● EXERCISE INPUT
● ● ●
//! Gamestudy - backend for a game-development study blog

use anyhow::Result;
use std::path::Path;
use tracing_subscriber::{layer::SubscriberExt, util::SubscriberInitExt};

use gamestudy::{
    api::{self, AppState},
    config::Config,
    db,
};

#[tokio::main]
async fn main() -> Result<()> {
    // Initialize tracing
    tracing_subscriber::registry()
        .with(
            tracing_subscriber::EnvFilter::try_from_default_env()
                .unwrap_or_else(|_| "gamestudy=info,tower_http=debug".into()),
        )
        .with(tracing_subscriber::fmt::layer())
        .init();

    tracing::info!("Starting gamestudy {}", env!("CARGO_PKG_VERSION"));

    // Load configuration
    let config = Config::load_with_env(Path::new("config.yml"))?;
    tracing::info!("Configuration loaded");

    // Initialize database
    let pool = db::create_pool(&config.database).await?;
    tracing::info!("Database connected: {:?}", config.database.driver);

    // Run migrations
    db::migrations::run_migrations(&pool).await?;
    tracing::info!("Database migrations completed");

    let state = AppState::new(pool.clone(), &config.feed);

    if config.database.reconcile_likes_on_startup {
        let fixed = state.engagement_service.reconcile_all().await?;
        tracing::info!("Like counters reconciled ({} repaired)", fixed);
    }

    // Build router
    let app = api::build_router(state, &config.server.cors_origin);

    // Start server
    let addr = format!("{}:{}", config.server.host, config.server.port);
    let listener = tokio::net::TcpListener::bind(&addr).await?;
    tracing::info!("Server listening on http://{}", addr);

    axum::serve(listener, app)
        .with_graceful_shutdown(shutdown_signal())
        .await?;

    pool.close().await;
    tracing::info!("Server stopped");
    Ok(())
}

async fn shutdown_signal() {
    if let Err(e) = tokio::signal::ctrl_c().await {
        tracing::error!("Failed to listen for shutdown signal: {}", e);
    }
    tracing::info!("Shutdown signal received");
}
//! API plumbing shared by all handlers
//!
//! - `AppState`, the services every handler can reach
//! - `ApiError`, the JSON error body and its HTTP status mapping
//! - `Viewer`, the per-request viewer identity from the `X-User-Id` header

use axum::{
    extract::FromRequestParts,
    http::{request::Parts, StatusCode},
    response::{IntoResponse, Response},
    Json,
};
use serde::{Deserialize, Serialize};
use std::sync::Arc;

use crate::config::FeedConfig;
use crate::db::repositories::{
    SqlxArticleRepository, SqlxEngagementRepository, SqlxTagRepository, SqlxUserRepository,
};
use crate::db::DynDatabasePool;
use crate::models::{AuthorRef, RawIdentifier};
use crate::services::{
    ArticleService, ArticleServiceError, EngagementService, EngagementServiceError, MainTags,
    TagService, TagServiceError, UserService, UserServiceError,
};

/// Header carrying the viewer's identifier (either shape)
pub const VIEWER_HEADER: &str = "x-user-id";

/// Application state containing shared services
#[derive(Clone)]
pub struct AppState {
    pub pool: DynDatabasePool,
    pub user_service: Arc<UserService>,
    pub tag_service: Arc<TagService>,
    pub article_service: Arc<ArticleService>,
    pub engagement_service: Arc<EngagementService>,
}

impl AppState {
    /// Wire repositories and services over one pool
    pub fn new(pool: DynDatabasePool, feed: &FeedConfig) -> Self {
        let user_service = Arc::new(UserService::new(SqlxUserRepository::boxed(pool.clone())));
        let tag_service = Arc::new(TagService::new(
            SqlxTagRepository::boxed(pool.clone()),
            feed.default_tag_color.clone(),
        ));
        let article_repo = SqlxArticleRepository::boxed(pool.clone());
        let article_service = Arc::new(ArticleService::new(
            article_repo.clone(),
            user_service.clone(),
            tag_service.clone(),
            MainTags::new(feed.main_tags.iter().cloned()),
        ));
        let engagement_service = Arc::new(EngagementService::new(
            article_repo,
            SqlxEngagementRepository::boxed(pool.clone()),
            user_service.clone(),
        ));

        Self {
            pool,
            user_service,
            tag_service,
            article_service,
            engagement_service,
        }
    }
}

/// Error response for API errors
#[derive(Debug, Serialize, Deserialize)]
pub struct ApiError {
    pub error: ApiErrorDetail,
}

#[derive(Debug, Serialize, Deserialize)]
pub struct ApiErrorDetail {
    pub code: String,
    pub message: String,
    #[serde(skip_serializing_if = "Option::is_none")]
    pub details: Option<serde_json::Value>,
}

impl ApiError {
    pub fn new(code: impl Into<String>, message: impl Into<String>) -> Self {
        Self {
            error: ApiErrorDetail {
                code: code.into(),
                message: message.into(),
                details: None,
            },
        }
    }

    pub fn with_details(
        code: impl Into<String>,
        message: impl Into<String>,
        details: serde_json::Value,
    ) -> Self {
        Self {
            error: ApiErrorDetail {
                code: code.into(),
                message: message.into(),
                details: Some(details),
            },
        }
    }

    pub fn forbidden(message: impl Into<String>) -> Self {
        Self::new("FORBIDDEN", message)
    }

    pub fn restricted(message: impl Into<String>) -> Self {
        Self::new("RESTRICTED", message)
    }

    pub fn not_found(message: impl Into<String>) -> Self {
        Self::new("NOT_FOUND", message)
    }

    pub fn validation_error(message: impl Into<String>) -> Self {
        Self::new("VALIDATION_ERROR", message)
    }

    pub fn conflict(message: impl Into<String>) -> Self {
        Self::new("CONFLICT", message)
    }

    /// Log the full error chain and answer with a generic message. Debug
    /// builds also return the chain in `details`.
    pub fn internal(err: &anyhow::Error) -> Self {
        tracing::error!("Internal error: {:#}", err);
        if cfg!(debug_assertions) {
            Self::with_details(
                "INTERNAL_ERROR",
                "Internal server error",
                serde_json::Value::String(format!("{:#}", err)),
            )
        } else {
            Self::new("INTERNAL_ERROR", "Internal server error")
        }
    }
}

impl IntoResponse for ApiError {
    fn into_response(self) -> Response {
        let status = match self.error.code.as_str() {
            "UNAUTHORIZED" => StatusCode::UNAUTHORIZED,
            "FORBIDDEN" | "RESTRICTED" => StatusCode::FORBIDDEN,
            "NOT_FOUND" => StatusCode::NOT_FOUND,
            "VALIDATION_ERROR" => StatusCode::BAD_REQUEST,
            "CONFLICT" => StatusCode::CONFLICT,
            _ => StatusCode::INTERNAL_SERVER_ERROR,
        };

        (status, Json(self)).into_response()
    }
}

impl From<ArticleServiceError> for ApiError {
    fn from(err: ArticleServiceError) -> Self {
        match err {
            ArticleServiceError::NotFound(what) => Self::not_found(format!("Not found: {}", what)),
            ArticleServiceError::ValidationError(msg) => Self::validation_error(msg),
            ArticleServiceError::Restricted(slug) => {
                Self::restricted(format!("Article is not published: {}", slug))
            }
            ArticleServiceError::Forbidden(slug) => {
                Self::forbidden(format!("Only the author can edit article: {}", slug))
            }
            ArticleServiceError::DuplicateSlug(slug) => Self::with_details(
                "CONFLICT",
                format!("Article slug already exists: {}", slug),
                serde_json::json!({ "field": "slug", "value": slug }),
            ),
            ArticleServiceError::Conflict(msg) => Self::conflict(msg),
            ArticleServiceError::InternalError(e) => Self::internal(&e),
        }
    }
}

impl From<EngagementServiceError> for ApiError {
    fn from(err: EngagementServiceError) -> Self {
        match err {
            EngagementServiceError::ValidationError(msg) => Self::validation_error(msg),
            EngagementServiceError::NotFound(what) => {
                Self::not_found(format!("Not found: {}", what))
            }
            EngagementServiceError::Restricted(slug) => {
                Self::restricted(format!("Article is not published: {}", slug))
            }
            EngagementServiceError::InternalError(e) => Self::internal(&e),
        }
    }
}

impl From<TagServiceError> for ApiError {
    fn from(err: TagServiceError) -> Self {
        match err {
            TagServiceError::ValidationError(msg) => Self::validation_error(msg),
            TagServiceError::Conflict(name) => {
                Self::conflict(format!("Tag could not be created: {}", name))
            }
            TagServiceError::InternalError(e) => Self::internal(&e),
        }
    }
}

impl From<UserServiceError> for ApiError {
    fn from(err: UserServiceError) -> Self {
        match err {
            UserServiceError::ValidationError(msg) => Self::validation_error(msg),
            UserServiceError::NotFound(key) => Self::not_found(format!("User not found: {}", key)),
            UserServiceError::Conflict(msg) => Self::conflict(msg),
            UserServiceError::InternalError(e) => Self::internal(&e),
        }
    }
}

/// The identifier of whoever is asking, taken from `X-User-Id`.
///
/// A missing or blank header is an anonymous viewer; a malformed one is
/// rejected.
#[derive(Debug, Clone, Default)]
pub struct Viewer(pub Option<AuthorRef>);

impl Viewer {
    pub fn id(&self) -> Option<&AuthorRef> {
        self.0.as_ref()
    }
}

impl<S> FromRequestParts<S> for Viewer
where
    S: Send + Sync,
{
    type Rejection = ApiError;

    async fn from_request_parts(parts: &mut Parts, _state: &S) -> Result<Self, Self::Rejection> {
        let Some(value) = parts.headers.get(VIEWER_HEADER) else {
            return Ok(Viewer(None));
        };

        let raw = value
            .to_str()
            .map_err(|_| ApiError::validation_error("X-User-Id header is not valid text"))?;
        if raw.trim().is_empty() {
            return Ok(Viewer(None));
        }

        AuthorRef::parse(raw)
            .map(|id| Viewer(Some(id)))
            .ok_or_else(|| ApiError::validation_error(format!("Invalid X-User-Id header: {}", raw)))
    }
}

/// Turn a body identifier into an [`AuthorRef`]; `field` names it in errors.
pub fn require_identifier(
    raw: Option<RawIdentifier>,
    field: &str,
) -> Result<AuthorRef, ApiError> {
    let raw = raw.ok_or_else(|| ApiError::validation_error(format!("{} is required", field)))?;
    AuthorRef::try_from(raw).map_err(ApiError::validation_error)
}

#[cfg(test)]
mod tests {
    use super::*;
    use axum::http::Request;

    async fn extract(header: Option<&str>) -> Result<Viewer, ApiError> {
        let mut builder = Request::builder().uri("/");
        if let Some(value) = header {
            builder = builder.header(VIEWER_HEADER, value);
        }
        let (mut parts, _) = builder.body(()).unwrap().into_parts();
        Viewer::from_request_parts(&mut parts, &()).await
    }

    #[tokio::test]
    async fn test_viewer_from_header() {
        assert!(extract(None).await.unwrap().0.is_none());
        assert!(extract(Some("  ")).await.unwrap().0.is_none());
        assert_eq!(
            extract(Some("42")).await.unwrap().0,
            Some(AuthorRef::InternalId(42))
        );
        assert_eq!(
            extract(Some("3F2B8C1E-9D4A-4B6F-8E2A-1C5D7F9A0B3E")).await.unwrap().0,
            Some(AuthorRef::ExternalId(
                "3f2b8c1e-9d4a-4b6f-8e2a-1c5d7f9a0b3e".to_string()
            ))
        );

        let err = extract(Some("not-an-id")).await.unwrap_err();
        assert_eq!(err.error.code, "VALIDATION_ERROR");
    }

    #[test]
    fn test_require_identifier() {
        assert!(matches!(
            require_identifier(Some(RawIdentifier::Number(7)), "userId"),
            Ok(AuthorRef::InternalId(7))
        ));
        assert!(matches!(
            require_identifier(Some(RawIdentifier::Text("7".into())), "userId"),
            Ok(AuthorRef::InternalId(7))
        ));

        let missing = require_identifier(None, "userId").unwrap_err();
        assert_eq!(missing.error.message, "userId is required");

        let bad = require_identifier(Some(RawIdentifier::Number(-1)), "userId").unwrap_err();
        assert_eq!(bad.error.code, "VALIDATION_ERROR");
    }

    #[test]
    fn test_status_mapping() {
        let cases = [
            (ApiError::restricted("x"), StatusCode::FORBIDDEN),
            (ApiError::forbidden("x"), StatusCode::FORBIDDEN),
            (ApiError::not_found("x"), StatusCode::NOT_FOUND),
            (ApiError::validation_error("x"), StatusCode::BAD_REQUEST),
            (ApiError::conflict("x"), StatusCode::CONFLICT),
            (ApiError::new("INTERNAL_ERROR", "x"), StatusCode::INTERNAL_SERVER_ERROR),
        ];
        for (err, status) in cases {
            assert_eq!(err.into_response().status(), status);
        }
    }

    #[test]
    fn test_internal_error_hides_message() {
        let err = ApiError::internal(&anyhow::anyhow!("secret table name").context("query failed"));
        assert_eq!(err.error.code, "INTERNAL_ERROR");
        assert_eq!(err.error.message, "Internal server error");
    }
}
● ● ●
● WHAT YOU WILL DO
Please transcribe, exactly and with nothing added, the lines from the first line of the material above through the line that contains "async fn shutdown_signal()".

● RESPONSE TO THE EXERCISE
//! Gamestudy - backend for a game-development study blog

use anyhow::Result;
use std::path::Path;
use tracing_subscriber::{layer::SubscriberExt, util::SubscriberInitExt};

use gamestudy::{
    api::{self, AppState},
    config::Config,
    db,
};

#[tokio::main]
async fn main() -> Result<()> {
    // Initialize tracing
    tracing_subscriber::registry()
        .with(
            tracing_subscriber::EnvFilter::try_from_default_env()
                .unwrap_or_else(|_| "gamestudy=info,tower_http=debug".into()),
        )
        .with(tracing_subscriber::fmt::layer())
        .init();

    tracing::info!("Starting gamestudy {}", env!("CARGO_PKG_VERSION"));

    // Load configuration
    let config = Config::load_with_env(Path::new("config.yml"))?;
    tracing::info!("Configuration loaded");

    // Initialize database
    let pool = db::create_pool(&config.database).await?;
    tracing::info!("Database connected: {:?}", config.database.driver);

    // Run migrations
    db::migrations::run_migrations(&pool).await?;
    tracing::info!("Database migrations completed");

    let state = AppState::new(pool.clone(), &config.feed);

    if config.database.reconcile_likes_on_startup {
        let fixed = state.engagement_service.reconcile_all().await?;
        tracing::info!("Like counters reconciled ({} repaired)", fixed);
    }

    // Build router
    let app = api::build_router(state, &config.server.cors_origin);

    // Start server
    let addr = format!("{}:{}", config.server.host, config.server.port);
    let listener = tokio::net::TcpListener::bind(&addr).await?;
    tracing::info!("Server listening on http://{}", addr);

    axum::serve(listener, app)
        .with_graceful_shutdown(shutdown_signal())
        .await?;

    pool.close().await;
    tracing::info!("Server stopped");
    Ok(())
}

async fn shutdown_signal() {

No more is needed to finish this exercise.